## RECORDED INFORMATION:

- Opening Delimiter -

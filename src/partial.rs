//! The configuration tree and dotted-path navigation.
//!
//! A [`Partial`] is a mapping from string keys to [`Value`]s, where a value
//! may itself be a nested `Partial`. Paths address nodes by joining keys with
//! a separator (`.` by default):
//!
//! | Path | Resolves to |
//! |------|-------------|
//! | `""` | the whole tree |
//! | `"database"` | the `database` sub-tree |
//! | `"database.url"` | the `url` leaf inside `database` |
//! | `".database..url."` | same as above: empty segments are skipped |
//!
//! Resolution fails with [`ConfigError::PathNotFound`] when a segment is
//! missing or when it would have to descend into a non-tree value.
//!
//! Typed reads live on the [`ConfigRead`] trait so the same accessors work on
//! a bare tree and on the aggregated [`Manager`](crate::Manager) view.

use std::borrow::Cow;
use std::collections::BTreeMap;

use serde::de::DeserializeOwned;

use crate::error::{ConfigError, Result};
use crate::value::Value;

/// Separator used when none is configured.
pub const DEFAULT_SEPARATOR: &str = ".";

#[derive(Debug, Clone, PartialEq, Default)]
pub struct Partial(BTreeMap<String, Value>);

/// Split a path into its non-empty segments.
pub(crate) fn segments<'a>(path: &'a str, separator: &'a str) -> Vec<&'a str> {
    if separator.is_empty() {
        return if path.is_empty() { vec![] } else { vec![path] };
    }
    path.split(separator).filter(|s| !s.is_empty()).collect()
}

impl Partial {
    pub fn new() -> Self {
        Self(BTreeMap::new())
    }

    pub fn len(&self) -> usize {
        self.0.len()
    }

    pub fn is_empty(&self) -> bool {
        self.0.is_empty()
    }

    pub fn keys(&self) -> impl Iterator<Item = &str> {
        self.0.keys().map(String::as_str)
    }

    pub fn iter(&self) -> impl Iterator<Item = (&str, &Value)> {
        self.0.iter().map(|(k, v)| (k.as_str(), v))
    }

    /// Direct child lookup, no path splitting.
    pub fn get_value(&self, key: &str) -> Option<&Value> {
        self.0.get(key)
    }

    /// Insert a direct child, returning the previous value under that key.
    pub fn insert(&mut self, key: impl Into<String>, value: impl Into<Value>) -> Option<Value> {
        self.0.insert(key.into(), value.into())
    }

    pub fn remove(&mut self, key: &str) -> Option<Value> {
        self.0.remove(key)
    }

    pub(crate) fn entries_mut(&mut self) -> &mut BTreeMap<String, Value> {
        &mut self.0
    }

    pub(crate) fn into_entries(self) -> BTreeMap<String, Value> {
        self.0
    }

    /// Resolve `path` using an explicit separator.
    ///
    /// The empty path resolves to a copy of the whole tree; any other path
    /// borrows the node in place.
    pub fn resolve(&self, path: &str, separator: &str) -> Result<Cow<'_, Value>> {
        let segments = segments(path, separator);
        let Some((first, rest)) = segments.split_first() else {
            return Ok(Cow::Owned(Value::Partial(self.clone())));
        };

        let not_found = || ConfigError::PathNotFound(path.to_string());
        let mut current = self.0.get(*first).ok_or_else(not_found)?;
        for segment in rest {
            current = match current {
                Value::Partial(child) => child.0.get(*segment).ok_or_else(not_found)?,
                _ => return Err(not_found()),
            };
        }
        Ok(Cow::Borrowed(current))
    }

    /// Write `value` at `path`, creating intermediate trees as needed.
    ///
    /// An intermediate segment holding a non-tree value is replaced by a fresh
    /// tree. Writing a tree at the empty path replaces the whole receiver;
    /// writing anything else there is ignored.
    pub fn set(&mut self, path: &str, separator: &str, value: impl Into<Value>) {
        let value = value.into();
        let segments = segments(path, separator);
        let Some((leaf, parents)) = segments.split_last() else {
            if let Value::Partial(root) = value {
                *self = root;
            }
            return;
        };

        let mut current = self;
        for segment in parents {
            current = current.child_mut(segment);
        }
        current.0.insert(leaf.to_string(), value);
    }

    fn child_mut(&mut self, key: &str) -> &mut Partial {
        let slot = self.0.entry(key.to_string()).or_default();
        if !slot.is_partial() {
            *slot = Value::Partial(Partial::new());
        }
        match slot {
            Value::Partial(child) => child,
            _ => unreachable!("slot was just replaced with a partial"),
        }
    }

    /// Every leaf as a `(path, value)` pair, in key order.
    ///
    /// Lists are leaves; empty sub-trees produce no entries.
    pub fn flatten(&self, separator: &str) -> Vec<(String, Value)> {
        let mut out = Vec::new();
        self.flatten_into("", separator, &mut out);
        out
    }

    fn flatten_into(&self, prefix: &str, separator: &str, out: &mut Vec<(String, Value)>) {
        for (key, value) in &self.0 {
            let path = if prefix.is_empty() {
                key.clone()
            } else {
                format!("{prefix}{separator}{key}")
            };
            match value {
                Value::Partial(child) => child.flatten_into(&path, separator, out),
                leaf => out.push((path, leaf.clone())),
            }
        }
    }

    /// Deserialize the tree into a typed struct.
    pub fn extract<T: DeserializeOwned>(&self) -> Result<T> {
        let json = serde_json::to_value(self).map_err(|e| ConfigError::decode("partial", e))?;
        serde_json::from_value(json).map_err(|e| ConfigError::decode("partial", e))
    }
}

impl From<BTreeMap<String, Value>> for Partial {
    fn from(entries: BTreeMap<String, Value>) -> Self {
        Self(entries)
    }
}

impl<K: Into<String>, V: Into<Value>> FromIterator<(K, V)> for Partial {
    fn from_iter<I: IntoIterator<Item = (K, V)>>(iter: I) -> Self {
        Self(iter.into_iter().map(|(k, v)| (k.into(), v.into())).collect())
    }
}

// -- Typed reads -------------------------------------------------------------

/// Read access shared by [`Partial`] and [`Manager`](crate::Manager).
///
/// `get` is the only required method. The typed accessors resolve the path
/// and then check the dynamic type, failing with
/// [`ConfigError::Conversion`] on mismatch. The `_or` variants substitute the
/// default only when the path does not resolve; a value of the wrong type is
/// still an error.
pub trait ConfigRead {
    fn get(&self, path: &str) -> Result<Value>;

    fn has(&self, path: &str) -> bool {
        self.get(path).is_ok()
    }

    fn get_or(&self, path: &str, default: Value) -> Result<Value> {
        or_default(self.get(path), path, default, |_, v| Ok(v))
    }

    fn bool(&self, path: &str) -> Result<bool> {
        to_bool(path, self.get(path)?)
    }

    fn bool_or(&self, path: &str, default: bool) -> Result<bool> {
        or_default(self.get(path), path, default, to_bool)
    }

    fn int(&self, path: &str) -> Result<i64> {
        to_int(path, self.get(path)?)
    }

    fn int_or(&self, path: &str, default: i64) -> Result<i64> {
        or_default(self.get(path), path, default, to_int)
    }

    fn float(&self, path: &str) -> Result<f64> {
        to_float(path, self.get(path)?)
    }

    fn float_or(&self, path: &str, default: f64) -> Result<f64> {
        or_default(self.get(path), path, default, to_float)
    }

    fn string(&self, path: &str) -> Result<String> {
        to_string(path, self.get(path)?)
    }

    fn string_or(&self, path: &str, default: &str) -> Result<String> {
        or_default(self.get(path), path, default.to_string(), to_string)
    }

    fn list(&self, path: &str) -> Result<Vec<Value>> {
        to_list(path, self.get(path)?)
    }

    fn list_or(&self, path: &str, default: Vec<Value>) -> Result<Vec<Value>> {
        or_default(self.get(path), path, default, to_list)
    }

    fn partial(&self, path: &str) -> Result<Partial> {
        to_partial(path, self.get(path)?)
    }

    fn partial_or(&self, path: &str, default: Partial) -> Result<Partial> {
        or_default(self.get(path), path, default, to_partial)
    }
}

/// Paths use [`DEFAULT_SEPARATOR`]; call [`Partial::resolve`] for any other.
impl ConfigRead for Partial {
    fn get(&self, path: &str) -> Result<Value> {
        self.resolve(path, DEFAULT_SEPARATOR).map(Cow::into_owned)
    }
}

fn or_default<T>(
    found: Result<Value>,
    path: &str,
    default: T,
    convert: fn(&str, Value) -> Result<T>,
) -> Result<T> {
    match found {
        Ok(value) => convert(path, value),
        Err(ConfigError::PathNotFound(_)) => Ok(default),
        Err(e) => Err(e),
    }
}

fn mismatch(path: &str, expected: &'static str, found: &Value) -> ConfigError {
    ConfigError::Conversion {
        path: path.to_string(),
        expected,
        found: found.type_name(),
    }
}

pub(crate) fn to_bool(path: &str, value: Value) -> Result<bool> {
    match value {
        Value::Bool(b) => Ok(b),
        other => Err(mismatch(path, "bool", &other)),
    }
}

pub(crate) fn to_int(path: &str, value: Value) -> Result<i64> {
    match value {
        Value::Int(i) => Ok(i),
        Value::Float(f) if fits_i64(f) => Ok(f as i64),
        other => Err(mismatch(path, "int", &other)),
    }
}

/// Integral and within `i64` range; `as` would saturate otherwise.
pub(crate) fn fits_i64(f: f64) -> bool {
    f.is_finite() && f.fract() == 0.0 && f >= i64::MIN as f64 && f < i64::MAX as f64
}

pub(crate) fn to_float(path: &str, value: Value) -> Result<f64> {
    match value {
        Value::Float(f) => Ok(f),
        Value::Int(i) => Ok(i as f64),
        other => Err(mismatch(path, "float", &other)),
    }
}

pub(crate) fn to_string(path: &str, value: Value) -> Result<String> {
    match value {
        Value::String(s) => Ok(s),
        other => Err(mismatch(path, "string", &other)),
    }
}

pub(crate) fn to_list(path: &str, value: Value) -> Result<Vec<Value>> {
    match value {
        Value::List(l) => Ok(l),
        other => Err(mismatch(path, "list", &other)),
    }
}

pub(crate) fn to_partial(path: &str, value: Value) -> Result<Partial> {
    match value {
        Value::Partial(p) => Ok(p),
        other => Err(mismatch(path, "partial", &other)),
    }
}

- Closing Delimiter -

## WORK ITEM:
Write out the records exactly, starting at the first line and stopping after the line that contains "pub(crate) fn segments<'a>(path: &'a".

## FINAL ANSWER:
filename src/partial.rs
//! The configuration tree and dotted-path navigation.
//!
//! A [`Partial`] is a mapping from string keys to [`Value`]s, where a value
//! may itself be a nested `Partial`. Paths address nodes by joining keys with
//! a separator (`.` by default):
//!
//! | Path | Resolves to |
//! |------|-------------|
//! | `""` | the whole tree |
//! | `"database"` | the `database` sub-tree |
//! | `"database.url"` | the `url` leaf inside `database` |
//! | `".database..url."` | same as above: empty segments are skipped |
//!
//! Resolution fails with [`ConfigError::PathNotFound`] when a segment is
//! missing or when it would have to descend into a non-tree value.
//!
//! Typed reads live on the [`ConfigRead`] trait so the same accessors work on
//! a bare tree and on the aggregated [`Manager`](crate::Manager) view.

use std::borrow::Cow;
use std::collections::BTreeMap;

use serde::de::DeserializeOwned;

use crate::error::{ConfigError, Result};
use crate::value::Value;

/// Separator used when none is configured.
pub const DEFAULT_SEPARATOR: &str = ".";

#[derive(Debug, Clone, PartialEq, Default)]
pub struct Partial(BTreeMap<String, Value>);

/// Split a path into its non-empty segments.
pub(crate) fn segments<'a>(path: &'a str, separator: &'a str) -> Vec<&'a str> {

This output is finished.